A dozen Maryland counties have followed Montgomery County’s initial lead and adopted Adequate Public Facilities Ordinances to manage high-growth areas by ensuring that demands of new development do not swamp existing road, school, recreation and public safety infrastructure. But a recent University of Maryland study found APFOs have instead produced quite unintended consequences: “APFOs appear to be fueling the same pattern of development the state’s [1997] Smart Growth policy is intended to curtail.”
Simply put, government meddling is making urban sprawl even worse than it would be otherwise. Since numerous Virginia localities are grappling with these same issues, the Maryland study should be of direct interest on both sides of the Potomac River.
The study by UMD’s National Center for Smart Growth Research and Education (www.smartgrowth.umd.edu) — which conducts independent, data-driven research on land use issues — concluded that APFOs “deflect development away from the very areas designated for growth in county comprehensive plans to rural areas never intended for growth, to neighboring counties or even to adjacent states.”

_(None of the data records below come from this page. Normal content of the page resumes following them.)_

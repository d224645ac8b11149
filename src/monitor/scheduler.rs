//! The monitor loop: one tokio task owns the session and reacts to commands,
//! the armed timer and the in-flight check, one event at a time.
use chrono::{DateTime, TimeDelta, Utc};
use rand::Rng;
use rand::rngs::StdRng;
use serde::Serialize;
use std::sync::Arc;
use tokio::sync::{mpsc, oneshot, watch};
use tokio::task::{JoinError, JoinHandle};
use tokio::time::Instant;
use tracing::{debug, info, warn};
use uuid::Uuid;

use super::backoff::BackoffGenerator;
use super::session::{MonitorSession, MonitorState};
use super::telemetry::{SessionSnapshot, SnapshotPublisher};
use super::MonitorError;
use crate::availability::{AvailabilityClient, AvailabilityError, CheckOutcome, JourneyInfo};
use crate::notifications::Notifier;

const COMMAND_CHANNEL_CAPACITY: usize = 32;
pub const STOPPED_BY_USER: &str = "Stopped by user";

/// Whether a request changed the session or was a no-op for its current state.
#[derive(Debug, Clone, Copy, PartialEq, Eq, Serialize)]
#[serde(rename_all = "lowercase")]
pub enum Transition {
    Applied,
    Ignored,
}

enum Command {
    Start {
        target: String,
        reply: oneshot::Sender<Transition>,
    },
    Stop {
        reply: oneshot::Sender<Transition>,
    },
    ForceCheck {
        reply: oneshot::Sender<Transition>,
    },
    Reset {
        reply: oneshot::Sender<Transition>,
    },
}

type CheckResult = Result<CheckOutcome, AvailabilityError>;

struct InFlightCheck {
    session_id: Uuid,
    handle: JoinHandle<CheckResult>,
}

/// Cloneable control surface for a running scheduler.
#[derive(Clone)]
pub struct MonitorHandle {
    cmd_tx: mpsc::Sender<Command>,
    snapshots: watch::Receiver<SessionSnapshot>,
}

impl MonitorHandle {
    /// Starts a fresh session. An empty target is rejected before anything changes.
    pub async fn start(&self, target: impl Into<String>) -> Result<Transition, MonitorError> {
        let target = target.into().trim().to_string();
        if target.is_empty() {
            return Err(MonitorError::InvalidTarget("target must not be empty".to_string()));
        }
        self.request(|reply| Command::Start { target, reply }).await
    }

    pub async fn stop(&self) -> Result<Transition, MonitorError> {
        self.request(|reply| Command::Stop { reply }).await
    }

    pub async fn force_check(&self) -> Result<Transition, MonitorError> {
        self.request(|reply| Command::ForceCheck { reply }).await
    }

    /// Clears the log and the displayed alert without touching the state machine.
    pub async fn reset(&self) -> Result<Transition, MonitorError> {
        self.request(|reply| Command::Reset { reply }).await
    }

    pub fn snapshot(&self) -> SessionSnapshot {
        self.snapshots.borrow().clone()
    }

    pub fn subscribe(&self) -> watch::Receiver<SessionSnapshot> {
        self.snapshots.clone()
    }

    async fn request<F>(&self, build: F) -> Result<Transition, MonitorError>
    where
        F: FnOnce(oneshot::Sender<Transition>) -> Command,
    {
        let (reply, rx) = oneshot::channel();
        self.cmd_tx
            .send(build(reply))
            .await
            .map_err(|_| MonitorError::SchedulerClosed)?;
        rx.await.map_err(|_| MonitorError::SchedulerClosed)
    }
}

pub struct MonitorScheduler<R = StdRng> {
    client: Arc<dyn AvailabilityClient>,
    notifier: Arc<dyn Notifier>,
    backoff: BackoffGenerator<R>,
    session: MonitorSession,
    publisher: SnapshotPublisher,
    cmd_rx: mpsc::Receiver<Command>,
    deadline: Option<Instant>,
    in_flight: Option<InFlightCheck>,
}

impl<R> MonitorScheduler<R>
where
    R: Rng + Send + 'static,
{
    /// Spawns the scheduler task. It runs until every `MonitorHandle` is dropped.
    pub fn spawn(
        client: Arc<dyn AvailabilityClient>,
        notifier: Arc<dyn Notifier>,
        backoff: BackoffGenerator<R>,
    ) -> (MonitorHandle, JoinHandle<()>) {
        let (cmd_tx, cmd_rx) = mpsc::channel(COMMAND_CHANNEL_CAPACITY);
        let publisher = SnapshotPublisher::new();
        let handle = MonitorHandle {
            cmd_tx,
            snapshots: publisher.subscribe(),
        };
        let scheduler = MonitorScheduler {
            client,
            notifier,
            backoff,
            session: MonitorSession::default(),
            publisher,
            cmd_rx,
            deadline: None,
            in_flight: None,
        };
        let task = tokio::spawn(scheduler.run());
        (handle, task)
    }

    async fn run(mut self) {
        let (min_wait, max_wait) = self.backoff.bounds();
        info!(
            min_wait_secs = min_wait.as_secs(),
            max_wait_secs = max_wait.as_secs(),
            "Monitor scheduler started."
        );
        loop {
            tokio::select! {
                cmd = self.cmd_rx.recv() => match cmd {
                    Some(cmd) => self.handle_command(cmd),
                    None => break,
                },
                (session_id, joined) = wait_for_check(&mut self.in_flight) => {
                    self.in_flight = None;
                    self.complete_check(session_id, joined);
                }
                _ = wait_until(self.deadline) => {
                    self.deadline = None;
                    if self.session.state == MonitorState::Waiting {
                        self.begin_check();
                    }
                }
            }
        }
        if let Some(check) = self.in_flight.take() {
            check.handle.abort();
        }
        info!("Monitor scheduler shut down.");
    }

    fn handle_command(&mut self, cmd: Command) {
        let (transition, reply) = match cmd {
            Command::Start { target, reply } => (self.start(target), reply),
            Command::Stop { reply } => (self.stop(), reply),
            Command::ForceCheck { reply } => (self.force_check(), reply),
            Command::Reset { reply } => (self.reset(), reply),
        };
        // the caller may have given up waiting; the transition stands either way
        let _ = reply.send(transition);
    }

    fn start(&mut self, target: String) -> Transition {
        if self.session.state.is_running() {
            debug!(state = ?self.session.state, "Start ignored: a session is already running.");
            return Transition::Ignored;
        }
        // A check left over from the previous session can no longer affect anything.
        if let Some(stale) = self.in_flight.take() {
            debug!(session_id = %stale.session_id, "Aborting check from a previous session.");
            stale.handle.abort();
        }
        self.deadline = None;
        let session_id = self.session.begin(target);
        info!(session_id = %session_id, target = ?self.session.target, "Monitoring session started.");
        self.begin_check();
        Transition::Applied
    }

    fn stop(&mut self) -> Transition {
        if !self.session.state.is_running() {
            return Transition::Ignored;
        }
        self.deadline = None;
        self.session.next_check_at = None;
        self.session.state = MonitorState::Stopped;
        self.session.logs.push(STOPPED_BY_USER);
        info!(
            check_count = self.session.check_count,
            check_in_flight = self.in_flight.is_some(),
            "Monitoring session stopped by user."
        );
        self.publish();
        Transition::Applied
    }

    fn force_check(&mut self) -> Transition {
        if self.session.state != MonitorState::Waiting {
            debug!(state = ?self.session.state, "Force check ignored.");
            return Transition::Ignored;
        }
        info!("Forcing an immediate check.");
        self.deadline = None;
        self.begin_check();
        Transition::Applied
    }

    fn reset(&mut self) -> Transition {
        self.session.logs.clear();
        self.session.last_alert = None;
        self.publish();
        Transition::Applied
    }

    fn begin_check(&mut self) {
        let (Some(session_id), Some(target)) = (self.session.session_id, self.session.target.clone())
        else {
            return;
        };
        if self.in_flight.is_some() {
            warn!("A check is already in flight; not starting another.");
            return;
        }
        self.session.state = MonitorState::Checking;
        self.session.next_check_at = None;

        let client = Arc::clone(&self.client);
        let handle = tokio::spawn(async move { client.check_availability(&target).await });
        self.in_flight = Some(InFlightCheck { session_id, handle });
        debug!(session_id = %session_id, check_number = self.session.check_count + 1, "Check started.");
        self.publish();
    }

    fn complete_check(&mut self, session_id: Uuid, joined: Result<CheckResult, JoinError>) {
        if !self.session.is_current(session_id) {
            debug!(session_id = %session_id, "Discarding result of a previous session's check.");
            return;
        }
        let still_running = self.session.state == MonitorState::Checking;
        let now = Utc::now();

        let outcome = match joined {
            Ok(Ok(outcome)) => Ok(outcome),
            Ok(Err(e)) => Err(e.to_string()),
            Err(e) => Err(format!("check task failed: {e}")),
        };

        match outcome {
            Ok(outcome) => {
                self.session.logs.extend(outcome.logs);
                self.session.check_count += 1;
                self.session.last_check_at = Some(now);
                if let Some(data) = outcome.data {
                    self.session.journey_info = Some(data);
                }
                info!(
                    check_count = self.session.check_count,
                    success = outcome.success,
                    is_available = outcome.is_available,
                    "Check completed."
                );
                if outcome.success && still_running {
                    if outcome.is_available {
                        if self.session.dedup.on_available() {
                            self.raise_alert();
                        } else {
                            debug!("Still available; alert already raised for this run.");
                        }
                    } else {
                        self.session.dedup.on_unavailable();
                    }
                }
            }
            Err(message) => {
                warn!(error = %message, "Availability check failed.");
                self.session.logs.push(format!("Error: {message}"));
                self.session.check_count += 1;
                self.session.last_check_at = Some(now);
            }
        }

        if still_running {
            self.schedule_next(now);
        } else {
            self.publish();
        }
    }

    fn raise_alert(&mut self) {
        let journey = self.session.journey_info.clone().unwrap_or_else(|| JourneyInfo {
            name: self.session.target.clone().unwrap_or_default(),
            status_text: Some("AVAILABLE".to_string()),
            ..JourneyInfo::default()
        });
        warn!(
            train = %journey.name,
            price = %journey.price,
            seats = %journey.seats_label(),
            "Seat available, raising alert."
        );
        self.notifier.notify(&journey);
        self.session.last_alert = Some(journey);
    }

    fn schedule_next(&mut self, now: DateTime<Utc>) {
        let delay = self.backoff.next();
        self.deadline = Instant::now().checked_add(delay);
        if self.deadline.is_none() {
            warn!(delay_secs = delay.as_secs(), "Wait does not fit the clock; only a forced check will run.");
        }
        self.session.state = MonitorState::Waiting;
        self.session.next_check_at = i64::try_from(delay.as_secs())
            .ok()
            .and_then(TimeDelta::try_seconds)
            .and_then(|wait| now.checked_add_signed(wait));
        self.session
            .logs
            .push(format!("Waiting {}s until the next check", delay.as_secs()));
        debug!(delay_secs = delay.as_secs(), "Next check scheduled.");
        self.publish();
    }

    fn publish(&self) {
        self.publisher.publish(self.session.snapshot());
    }
}

async fn wait_for_check(in_flight: &mut Option<InFlightCheck>) -> (Uuid, Result<CheckResult, JoinError>) {
    match in_flight {
        Some(check) => (check.session_id, (&mut check.handle).await),
        None => std::future::pending().await,
    }
}

async fn wait_until(deadline: Option<Instant>) {
    match deadline {
        Some(deadline) => tokio::time::sleep_until(deadline).await,
        None => std::future::pending().await,
    }
}
use tracing_appender::rolling;
use tracing_subscriber::{EnvFilter, fmt, layer::SubscriberExt, util::SubscriberInitExt};

/// Installs the global subscriber: JSON lines into `<log_dir>/<file_name>` (daily
/// rotation) plus human-readable stdout, filtered by `RUST_LOG` (default `info`).
pub fn init_logging(log_dir: &str, file_name: &str) {
    let file_appender = rolling::daily(log_dir, file_name);
    let file_layer = fmt::layer()
        .with_writer(file_appender)
        .with_ansi(false) // No ANSI colors in file
        .json();

    let stdout_layer = fmt::layer().with_writer(std::io::stdout);

    let env_filter = EnvFilter::try_from_default_env()
        .unwrap_or_else(|_| EnvFilter::new("info,hyper=warn,reqwest=warn"));

    tracing_subscriber::registry()
        .with(env_filter)
        .with(file_layer)
        .with(stdout_layer)
        .init();
}

/// File-only variant for interactive binaries that own the terminal themselves.
pub fn init_file_logging(log_dir: &str, file_name: &str) {
    let file_appender = rolling::daily(log_dir, file_name);
    let file_layer = fmt::layer()
        .with_writer(file_appender)
        .with_ansi(false)
        .json();

    let env_filter = EnvFilter::try_from_default_env()
        .unwrap_or_else(|_| EnvFilter::new("info,hyper=warn,reqwest=warn"));

    tracing_subscriber::registry()
        .with(env_filter)
        .with(file_layer)
        .init();
}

Worse, the AFPOs also “deflected as much as 10 percent of the new home development that otherwise would have been built in areas specifically designated by the state for financial assistance under Smart Growth.” Two well-intentioned but misguided government policies appear to be canceling each other out.
Researchers discovered that local officials who use APFOs as their major planning tool typically impose lengthy building moratoriums until developers agree to pay steep impact fees. But even the relatively low-impact fees charged by Montgomery and Prince George’s counties in the state’s Priority Funding Areas jacked up prices in areas where new growth was intended and put “a disproportion burden for the cost of new infrastructure on new home buyers.” That in turn forces many of them out of the local housing market altogether and out to the exurbs.
Ironically enough, APFOs are used more in areas that are already eligible for state financial assistance for added infrastructure costs than anywhere else. “The intentional high-growth characteristics of a Priority Funding Area make them precisely the type of areas where APFOs are the most likely to be applied,” the study’s authors noted. Smart Growth this definitely is not.
And as has already become abundantly clear in the affordable housing-starved Washington region, when government policies clash with attempts to meet the area’s critical housing shortage, “growth simply moves elsewhere.” Elsewhere tends to be further and further out from the urban core, deflating Maryland’s carefully cultivated image as a national leader in concentrating growth in existing population centers.
And driving yet another nail into the coffin of the already discredited notion that centralized bureaucrats are any better at managing demographic growth than they are in regulating other areas of our complex and dynamic economy.